• What the exercise asks: A line qualifies if it holds the string "super". Copy every qualifying line from the records.

*** Block opens ***

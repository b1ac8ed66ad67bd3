//! Nominatim (OpenStreetMap) search and reverse geocoding.

use reqwest_middleware::ClientWithMiddleware;
use serde::Deserialize;
use tracing::{debug, info, instrument, warn};

use super::{PlaceProvider, RawPlace, nearby_within_radius};
use crate::config::ProvidersConfig;
use crate::models::{Coordinate, NearbyPlace, PlaceCandidate};
use crate::{Result, WeatherMapError, http};

/// Nominatim API client
#[derive(Debug, Clone)]
pub struct NominatimClient {
    client: ClientWithMiddleware,
    base_url: String,
}

/// One entry of a `/search` response
#[derive(Debug, Default, Deserialize)]
#[serde(default)]
struct SearchResult {
    display_name: Option<String>,
    lat: Option<String>,
    lon: Option<String>,
    #[serde(rename = "type")]
    place_type: Option<String>,
}

/// A `/reverse` response
#[derive(Debug, Deserialize)]
struct ReverseResult {
    display_name: Option<String>,
}

impl SearchResult {
    /// Decode one array entry; entries of the wrong shape are skipped, not fatal
    fn from_value(value: serde_json::Value) -> Option<Self> {
        serde_json::from_value(value)
            .map_err(|e| debug!("Skipping unreadable search result: {}", e))
            .ok()
    }

    fn into_raw(self) -> Option<RawPlace> {
        let (Some(display_name), Some(lat), Some(lon)) = (self.display_name, self.lat, self.lon)
        else {
            debug!("Skipping search result without name or coordinates");
            return None;
        };

        match Coordinate::parse(&lat, &lon) {
            Ok(coordinate) => Some(RawPlace {
                display_name,
                coordinate,
                place_type: self.place_type,
            }),
            Err(e) => {
                debug!("Skipping result '{}': {}", display_name, e);
                None
            }
        }
    }
}

impl NominatimClient {
    pub fn new(config: &ProvidersConfig) -> Result<Self> {
        Ok(Self::with_client(
            http::api_client(config)?,
            config.geocoding_base_url.clone(),
        ))
    }

    pub fn with_client(client: ClientWithMiddleware, base_url: impl Into<String>) -> Self {
        Self {
            client,
            base_url: base_url.into().trim_end_matches('/').to_string(),
        }
    }

    async fn fetch_search(&self, url: &str) -> Result<Vec<RawPlace>> {
        let results: Vec<serde_json::Value> = http::get_json(&self.client, url).await?;
        Ok(results
            .into_iter()
            .filter_map(SearchResult::from_value)
            .filter_map(SearchResult::into_raw)
            .collect())
    }

    fn search_url(&self, query: &str, limit: u32) -> String {
        format!(
            "{}/search?format=json&q={}&limit={}&addressdetails=1",
            self.base_url,
            urlencoding::encode(query),
            limit
        )
    }

    fn reverse_url(&self, coordinate: Coordinate) -> String {
        format!(
            "{}/reverse?lat={}&lon={}&format=json",
            self.base_url, coordinate.latitude, coordinate.longitude
        )
    }

    fn nearby_url(&self, origin: Coordinate, radius_km: f64, limit: u32) -> String {
        format!(
            "{}/search?format=json&q=city&lat={}&lon={}&radius={}&limit={}&featuretype=city",
            self.base_url, origin.latitude, origin.longitude, radius_km, limit
        )
    }
}

#[async_trait::async_trait]
impl PlaceProvider for NominatimClient {
    #[instrument(level = "debug", skip(self))]
    async fn search_by_text(&self, query: &str, limit: u32) -> Vec<PlaceCandidate> {
        match self.fetch_search(&self.search_url(query, limit)).await {
            Ok(places) => {
                debug!("Search '{}' returned {} candidates", query, places.len());
                places
                    .into_iter()
                    .map(|place| PlaceCandidate {
                        display_name: place.display_name,
                        coordinate: place.coordinate,
                    })
                    .collect()
            }
            Err(e) => {
                warn!("Error searching places for '{}': {}", query, e);
                Vec::new()
            }
        }
    }

    #[instrument(level = "debug", skip(self))]
    async fn reverse_lookup(&self, coordinate: Coordinate) -> Result<String> {
        let result: ReverseResult =
            http::get_json(&self.client, &self.reverse_url(coordinate)).await?;

        let name = result
            .display_name
            .ok_or_else(|| WeatherMapError::malformed("reverse response has no display_name"))?;
        info!("Reverse geocoded to: {}", name);
        Ok(name)
    }

    #[instrument(level = "debug", skip(self))]
    async fn find_nearby(
        &self,
        origin: Coordinate,
        radius_km: f64,
        limit: u32,
    ) -> Vec<NearbyPlace> {
        match self.fetch_search(&self.nearby_url(origin, radius_km, limit)).await {
            Ok(places) => {
                let nearby = nearby_within_radius(origin, radius_km, places);
                info!("Found {} nearby settlements within {}km", nearby.len(), radius_km);
                nearby
            }
            Err(e) => {
                warn!("Error fetching nearby cities: {}", e);
                Vec::new()
            }
        }
    }
}

#[cfg(test)]
mod tests {
    use super::*;

    fn client() -> NominatimClient {
        NominatimClient::new(&ProvidersConfig::default()).unwrap()
    }

    #[test]
    fn test_search_url_encodes_query() {
        let url = client().search_url("São Paulo, BR", 5);
        assert_eq!(
            url,
            "https://nominatim.openstreetmap.org/search?format=json&q=S%C3%A3o%20Paulo%2C%20BR&limit=5&addressdetails=1"
        );
    }

    #[test]
    fn test_nearby_url() {
        let url = client().nearby_url(Coordinate::new(48.1, 11.5).unwrap(), 100.0, 20);
        assert!(url.contains("q=city"));
        assert!(url.contains("lat=48.1&lon=11.5"));
        assert!(url.contains("radius=100&limit=20&featuretype=city"));
    }

    #[test]
    fn test_unparsable_coordinates_are_skipped() {
        let result = SearchResult {
            display_name: Some("Nowhere".to_string()),
            lat: Some(String::new()),
            lon: Some("11.5".to_string()),
            place_type: Some("city".to_string()),
        };
        assert!(result.into_raw().is_none());
    }

    #[test]
    fn test_incomplete_entries_are_skipped_individually() {
        let entries = vec![
            serde_json::json!({"display_name": "München", "lat": "48.137", "lon": "11.576", "type": "city"}),
            serde_json::json!({"display_name": "Broken", "lon": "11.0", "type": "city"}),
            serde_json::json!({"lat": "48.0", "lon": "11.0"}),
            serde_json::json!("not an object"),
        ];

        let raw: Vec<RawPlace> = entries
            .into_iter()
            .filter_map(SearchResult::from_value)
            .filter_map(SearchResult::into_raw)
            .collect();

        assert_eq!(raw.len(), 1);
        assert_eq!(raw[0].display_name, "München");
        assert_eq!(raw[0].place_type.as_deref(), Some("city"));
    }
}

*** Block closes ***

• Response below:
use super::{PlaceProvider, RawPlace, nearby_within_radius};
    use super::*;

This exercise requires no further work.